微管(Microtubule)在神經系統中扮演著非常重要的角色，是一個在神經發育中主要的細胞骨架。TPX2是一個微管蛋白，已經被證實可以幫助微管的成核及在分裂的哺乳類細胞中協助紡錘絲的形成。我們實驗室最近最近發現TPX2在神經細胞中可以促進非中心體微管的成核，且TPX2的活性會受到Ran-importin訊息傳遞路徑的調控。本研究旨在了解importin-α如何調控TPX2的活性及如何影響神經形態發生。首先，我們檢視所有importin-α蛋白質在有絲分裂細胞與神經細胞中的表現及分佈。此外，我們在海馬迴神經細胞中大量表現了中樞神經系統中含量最高的三個importin-α異構物 (KPNA1, 4, 6)，並觀察到大量importin-α會影響神經形態發生。最後，我們觀察到KPNA1, 4, 6大量表現後會對神經末梢的微管成核現象產生影響，但對於微管的聚合速度與時間則沒有影響。我們的實驗結果顯示神經元細胞質中的importin會控制微管成核及神經形態發生。

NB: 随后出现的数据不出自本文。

#![warn(missing_docs)]
#![warn(clippy::missing_docs_in_private_items)]

use std::collections::BTreeMap;

use bon::Builder;
use serde::{Deserialize, Serialize};

use crate::result::GraderResult;

/// One grading unit: an input file and the file holding its expected output.
///
/// Serialized as a two-element sequence `[input, expected_output]`.
#[derive(Debug, Clone, PartialEq, Eq, Hash, Serialize, Deserialize)]
#[serde(from = "(String, String)", into = "(String, String)")]
pub struct TestCase {
    /// Reference to the input file.
    input:           String,
    /// Reference to the expected output file.
    expected_output: String,
}

impl TestCase {
    /// Creates a test case from its two file references.
    pub fn new(input: impl Into<String>, expected_output: impl Into<String>) -> Self {
        Self {
            input:           input.into(),
            expected_output: expected_output.into(),
        }
    }

    /// Reference to the input file.
    pub fn input(&self) -> &str {
        &self.input
    }

    /// Reference to the expected output file.
    pub fn expected_output(&self) -> &str {
        &self.expected_output
    }
}

impl From<(String, String)> for TestCase {
    fn from((input, expected_output): (String, String)) -> Self {
        Self {
            input,
            expected_output,
        }
    }
}

impl From<TestCase> for (String, String) {
    fn from(case: TestCase) -> Self {
        (case.input, case.expected_output)
    }
}

/// Result summary of one test case of a `multilang` or `hdl` envelope.
#[derive(Debug, Clone, PartialEq, Eq, Serialize, Deserialize)]
pub struct TestCaseEntry {
    /// Zero-based test index; shown to viewers as `i + 1`.
    pub i:            usize,
    /// Outcome of the test.
    pub result:       GraderResult,
    /// Files that define the test.
    pub test_case:    TestCase,
    /// Preview of the test input, captured at grading time.
    pub input_sample: String,
}

/// Debug information recorded for one input file.
///
/// Text fields are HTML-escaped by the grader before they are stored.
#[derive(Debug, Clone, Default, PartialEq, Eq, Builder, Serialize, Deserialize)]
#[builder(on(String, into))]
pub struct FileFeedback {
    /// Input file the run was fed with.
    #[serde(default)]
    #[builder(default)]
    pub input_file:  String,
    /// Standard output of the submission.
    #[serde(default)]
    #[builder(default)]
    pub stdout:      String,
    /// Standard error of the submission.
    #[serde(default)]
    #[builder(default)]
    pub stderr:      String,
    /// Exit code of the submission.
    #[serde(default)]
    #[builder(default)]
    pub return_code: i32,
    /// Diff against the expected output, if one was computed.
    #[serde(default)]
    pub diff:        Option<String>,
}

/// Debug payload of an envelope: per-input-file feedback.
#[derive(Debug, Clone, Default, PartialEq, Eq, Serialize, Deserialize)]
pub struct DebugInfo {
    /// Feedback keyed by input-file reference.
    #[serde(default)]
    pub files_feedback:     BTreeMap<String, FileFeedback>,
    /// Build output, when the build step failed.
    #[serde(default, skip_serializing_if = "Option::is_none")]
    pub compilation_output: Option<String>,
}

impl DebugInfo {
    /// Creates an empty debug payload.
    pub fn new() -> Self {
        Self::default()
    }

    /// Records feedback for `input_file`.
    pub fn with_file(mut self, input_file: impl Into<String>, feedback: FileFeedback) -> Self {
        self.files_feedback.insert(input_file.into(), feedback);
        self
    }

    /// Feedback recorded for `input_file`, if any.
    pub fn file(&self, input_file: &str) -> Option<&FileFeedback> {
        self.files_feedback.get(input_file)
    }

    /// Diff recorded for `input_file`, if any.
    pub fn diff_for(&self, input_file: &str) -> Option<&str> {
        self.file(input_file).and_then(|file| file.diff.as_deref())
    }

    /// Standard error recorded for `input_file`; empty when unknown.
    pub fn stderr_for(&self, input_file: &str) -> &str {
        self.file(input_file)
            .map(|file| file.stderr.as_str())
            .unwrap_or_default()
    }
}

/// Debug information of one case of a notebook test.
#[derive(Debug, Clone, Default, PartialEq, Eq, Builder, Serialize, Deserialize)]
#[builder(on(String, into))]
pub struct NotebookCase {
    /// Whether the case failed with an exception.
    #[builder(default)]
    pub is_runtime_error: bool,
    /// Error raised by the case.
    #[serde(default, skip_serializing_if = "Option::is_none")]
    pub error:            Option<String>,
    /// Source code the case executed.
    #[serde(default, skip_serializing_if = "Option::is_none")]
    pub case_code:        Option<String>,
    /// Difference between expected and actual output.
    #[serde(default, skip_serializing_if = "Option::is_none")]
    pub case_output_diff: Option<String>,
}

/// Result of one named notebook test.
#[derive(Debug, Clone, PartialEq, Serialize, Deserialize)]
pub struct NotebookTestResult {
    /// Test name shown to viewers.
    pub name:   String,
    /// Outcome of the test.
    pub result: GraderResult,
    /// Per-case debug information keyed by case identifier.
    pub cases:  BTreeMap<String, NotebookCase>,
    /// Points obtained.
    pub total:  f64,
}

/// One test entry of a `notebook` envelope.
#[derive(Debug, Clone, PartialEq, Serialize, Deserialize)]
pub struct NotebookEntry {
    /// Zero-based test index.
    pub i:                    usize,
    /// Result of the test.
    pub test_result:          NotebookTestResult,
    /// Points the test is worth.
    pub weights:              f64,
    /// Whether per-case debug information may be shown.
    pub show_debug_info:      bool,
    /// Extra feedback for this test.
    pub test_custom_feedback: Option<String>,
}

Microtubule is the major cytoskeleton in the nervous system and plays crucial roles when neurons generate their polarized and elaborated morphology. TPX2 is a microtubule-associated protein which has been shown to promote microtubule nucleation and spindle formation in mitotic cells. Our lab has recently discovered an important role of TPX2 in post-mitotic neurons to promote acentrosomal microtubule nucleation. We also found that the activity of TPX2 is regulated by Ran-importin signaling pathway. The current study focuses on the function of importin-α isoforms in regulating TPX2 activity and neuronal morphogenesis. We first examined the expression level and subcellular localization of all importin-α isoforms in mitotic cells and post-mitotic neuron. Additionally, we overexpressed CNS-enriched importin-α isoforms (KPNA1, 4, 6) in dissociated mouse hippocampal neurons and observed the inhibitory effect of these importin-α isoforms on neuronal morphogenesis. Finally, we observed that KPNA1, 4, or 6 overexpression specially compromised microtubule nucleation at the neurite tip without affecting microtubule polymerization rate and persistence. Our data suggests the existence of an importin-regulated mechanism in the neuronal cytoplasm controlling microtubule nucleation and neuronal morphogenesis.